TASK BRIEF:
With both ends included, repeat exactly the lines of the entries below from the one containing "Self::default()" down to the one containing "Non-blocking view of", and no others.

DATASET ENTRIES Start Marker

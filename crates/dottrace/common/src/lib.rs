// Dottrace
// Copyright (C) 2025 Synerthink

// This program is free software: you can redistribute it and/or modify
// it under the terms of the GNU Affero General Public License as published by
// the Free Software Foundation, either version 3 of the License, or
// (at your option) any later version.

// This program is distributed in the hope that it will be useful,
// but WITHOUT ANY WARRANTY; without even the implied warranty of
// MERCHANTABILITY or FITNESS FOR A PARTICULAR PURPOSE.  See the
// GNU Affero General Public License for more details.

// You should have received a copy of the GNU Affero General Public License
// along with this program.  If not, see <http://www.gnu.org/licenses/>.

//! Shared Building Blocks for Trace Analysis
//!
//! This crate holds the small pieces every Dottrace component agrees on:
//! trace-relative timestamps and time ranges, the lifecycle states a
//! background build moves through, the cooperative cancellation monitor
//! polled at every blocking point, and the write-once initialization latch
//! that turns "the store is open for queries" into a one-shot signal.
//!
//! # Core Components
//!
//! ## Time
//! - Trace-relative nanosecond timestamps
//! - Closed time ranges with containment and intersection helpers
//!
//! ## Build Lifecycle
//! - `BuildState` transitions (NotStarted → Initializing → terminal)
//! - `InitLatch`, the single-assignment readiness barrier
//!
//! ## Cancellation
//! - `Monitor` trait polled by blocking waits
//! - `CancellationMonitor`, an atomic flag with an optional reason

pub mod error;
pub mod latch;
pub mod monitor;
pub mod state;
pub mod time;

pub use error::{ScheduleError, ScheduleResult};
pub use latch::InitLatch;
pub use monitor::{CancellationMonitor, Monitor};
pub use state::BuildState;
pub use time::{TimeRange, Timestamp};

DATASET ENTRIES End Marker
DATASET ENTRIES Start Marker

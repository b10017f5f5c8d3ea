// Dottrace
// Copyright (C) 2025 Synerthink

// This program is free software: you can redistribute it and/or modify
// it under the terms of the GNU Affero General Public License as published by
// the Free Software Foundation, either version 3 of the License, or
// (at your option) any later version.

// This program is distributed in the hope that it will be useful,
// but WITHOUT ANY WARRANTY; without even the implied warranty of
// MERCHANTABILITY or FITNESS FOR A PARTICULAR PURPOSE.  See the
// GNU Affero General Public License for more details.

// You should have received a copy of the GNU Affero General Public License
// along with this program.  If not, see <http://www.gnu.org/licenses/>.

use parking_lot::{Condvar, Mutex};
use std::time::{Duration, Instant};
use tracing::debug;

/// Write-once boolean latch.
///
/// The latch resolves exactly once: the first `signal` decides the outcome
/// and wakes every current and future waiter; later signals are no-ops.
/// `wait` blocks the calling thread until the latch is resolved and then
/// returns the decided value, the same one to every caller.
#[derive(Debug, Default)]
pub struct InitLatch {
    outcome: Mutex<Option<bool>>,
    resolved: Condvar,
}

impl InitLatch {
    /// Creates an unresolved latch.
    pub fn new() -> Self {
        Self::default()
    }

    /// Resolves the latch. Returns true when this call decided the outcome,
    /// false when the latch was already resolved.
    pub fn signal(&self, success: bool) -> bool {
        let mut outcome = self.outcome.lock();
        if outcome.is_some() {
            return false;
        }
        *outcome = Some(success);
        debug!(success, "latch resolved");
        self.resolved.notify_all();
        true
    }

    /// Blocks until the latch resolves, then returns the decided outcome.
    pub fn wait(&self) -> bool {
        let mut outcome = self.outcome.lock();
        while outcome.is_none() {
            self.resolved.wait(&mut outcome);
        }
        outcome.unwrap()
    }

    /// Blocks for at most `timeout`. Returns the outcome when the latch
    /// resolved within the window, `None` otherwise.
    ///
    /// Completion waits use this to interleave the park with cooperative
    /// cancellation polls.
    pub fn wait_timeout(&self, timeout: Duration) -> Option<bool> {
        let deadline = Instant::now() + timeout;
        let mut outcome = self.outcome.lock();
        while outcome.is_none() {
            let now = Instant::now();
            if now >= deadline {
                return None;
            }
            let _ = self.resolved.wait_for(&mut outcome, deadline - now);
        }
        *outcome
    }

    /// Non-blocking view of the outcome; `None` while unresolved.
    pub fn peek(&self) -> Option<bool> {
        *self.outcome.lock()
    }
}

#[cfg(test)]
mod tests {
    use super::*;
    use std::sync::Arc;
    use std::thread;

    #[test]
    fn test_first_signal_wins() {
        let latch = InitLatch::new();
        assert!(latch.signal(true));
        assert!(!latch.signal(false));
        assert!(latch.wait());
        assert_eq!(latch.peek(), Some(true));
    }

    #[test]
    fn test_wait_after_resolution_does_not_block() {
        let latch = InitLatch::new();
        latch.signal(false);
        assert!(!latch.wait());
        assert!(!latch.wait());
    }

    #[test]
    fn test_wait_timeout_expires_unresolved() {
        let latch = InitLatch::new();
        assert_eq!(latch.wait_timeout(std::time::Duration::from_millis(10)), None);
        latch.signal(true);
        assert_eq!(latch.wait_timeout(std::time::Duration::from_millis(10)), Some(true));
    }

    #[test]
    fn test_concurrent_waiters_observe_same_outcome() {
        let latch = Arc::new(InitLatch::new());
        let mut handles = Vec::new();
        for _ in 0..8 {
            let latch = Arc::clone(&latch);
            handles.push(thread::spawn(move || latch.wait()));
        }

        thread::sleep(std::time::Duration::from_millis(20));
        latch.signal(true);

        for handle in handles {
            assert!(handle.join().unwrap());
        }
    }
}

DATASET ENTRIES End Marker
DATASET ENTRIES Start Marker

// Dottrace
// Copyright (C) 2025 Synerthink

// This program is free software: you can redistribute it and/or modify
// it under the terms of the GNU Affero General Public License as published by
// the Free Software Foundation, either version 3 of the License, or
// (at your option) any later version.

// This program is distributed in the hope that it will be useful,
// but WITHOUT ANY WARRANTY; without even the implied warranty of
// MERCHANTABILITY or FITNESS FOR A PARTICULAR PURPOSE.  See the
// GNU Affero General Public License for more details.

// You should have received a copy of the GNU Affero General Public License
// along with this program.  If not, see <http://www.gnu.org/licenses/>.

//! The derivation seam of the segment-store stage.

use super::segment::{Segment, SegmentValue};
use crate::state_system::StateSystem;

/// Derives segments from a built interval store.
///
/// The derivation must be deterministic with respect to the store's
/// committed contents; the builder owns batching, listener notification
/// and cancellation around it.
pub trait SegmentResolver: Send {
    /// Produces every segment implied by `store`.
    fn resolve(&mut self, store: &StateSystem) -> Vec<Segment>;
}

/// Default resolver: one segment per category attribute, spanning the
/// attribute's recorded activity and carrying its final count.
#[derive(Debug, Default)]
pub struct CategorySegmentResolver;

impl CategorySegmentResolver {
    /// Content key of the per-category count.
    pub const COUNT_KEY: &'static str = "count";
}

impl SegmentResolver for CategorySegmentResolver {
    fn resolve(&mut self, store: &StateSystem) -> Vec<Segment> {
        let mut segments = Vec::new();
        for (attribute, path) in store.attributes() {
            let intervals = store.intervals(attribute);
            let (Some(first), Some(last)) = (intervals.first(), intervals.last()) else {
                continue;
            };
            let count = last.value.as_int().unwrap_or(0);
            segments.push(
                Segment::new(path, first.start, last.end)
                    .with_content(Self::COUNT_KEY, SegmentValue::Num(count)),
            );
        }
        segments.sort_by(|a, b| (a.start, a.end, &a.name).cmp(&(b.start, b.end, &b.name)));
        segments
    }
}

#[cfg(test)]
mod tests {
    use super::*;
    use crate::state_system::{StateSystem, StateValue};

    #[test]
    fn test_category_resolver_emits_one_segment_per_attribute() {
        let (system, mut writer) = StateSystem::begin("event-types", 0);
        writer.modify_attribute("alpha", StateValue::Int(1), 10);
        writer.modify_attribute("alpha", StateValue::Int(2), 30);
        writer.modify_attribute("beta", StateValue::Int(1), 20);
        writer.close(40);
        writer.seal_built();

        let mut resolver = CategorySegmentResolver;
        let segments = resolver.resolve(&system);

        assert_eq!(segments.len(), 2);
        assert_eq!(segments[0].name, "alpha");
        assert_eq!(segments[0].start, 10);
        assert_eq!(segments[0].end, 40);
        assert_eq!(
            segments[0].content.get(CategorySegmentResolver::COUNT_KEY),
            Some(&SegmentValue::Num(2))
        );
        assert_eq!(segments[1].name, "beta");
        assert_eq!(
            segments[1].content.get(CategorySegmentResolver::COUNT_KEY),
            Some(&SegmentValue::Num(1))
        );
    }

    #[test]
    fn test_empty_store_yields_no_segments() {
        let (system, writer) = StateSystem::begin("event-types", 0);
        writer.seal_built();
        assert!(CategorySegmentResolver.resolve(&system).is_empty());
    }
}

DATASET ENTRIES End Marker

EXERCISE OUTPUT:
        Self::default()
    }

    /// Resolves the latch. Returns true when this call decided the outcome,
    /// false when the latch was already resolved.
    pub fn signal(&self, success: bool) -> bool {
        let mut outcome = self.outcome.lock();
        if outcome.is_some() {
            return false;
        }
        *outcome = Some(success);
        debug!(success, "latch resolved");
        self.resolved.notify_all();
        true
    }

    /// Blocks until the latch resolves, then returns the decided outcome.
    pub fn wait(&self) -> bool {
        let mut outcome = self.outcome.lock();
        while outcome.is_none() {
            self.resolved.wait(&mut outcome);
        }
        outcome.unwrap()
    }

    /// Blocks for at most `timeout`. Returns the outcome when the latch
    /// resolved within the window, `None` otherwise.
    ///
    /// Completion waits use this to interleave the park with cooperative
    /// cancellation polls.
    pub fn wait_timeout(&self, timeout: Duration) -> Option<bool> {
        let deadline = Instant::now() + timeout;
        let mut outcome = self.outcome.lock();
        while outcome.is_none() {
            let now = Instant::now();
            if now >= deadline {
                return None;
            }
            let _ = self.resolved.wait_for(&mut outcome, deadline - now);
        }
        *outcome
    }

    /// Non-blocking view of the outcome; `None` while unresolved.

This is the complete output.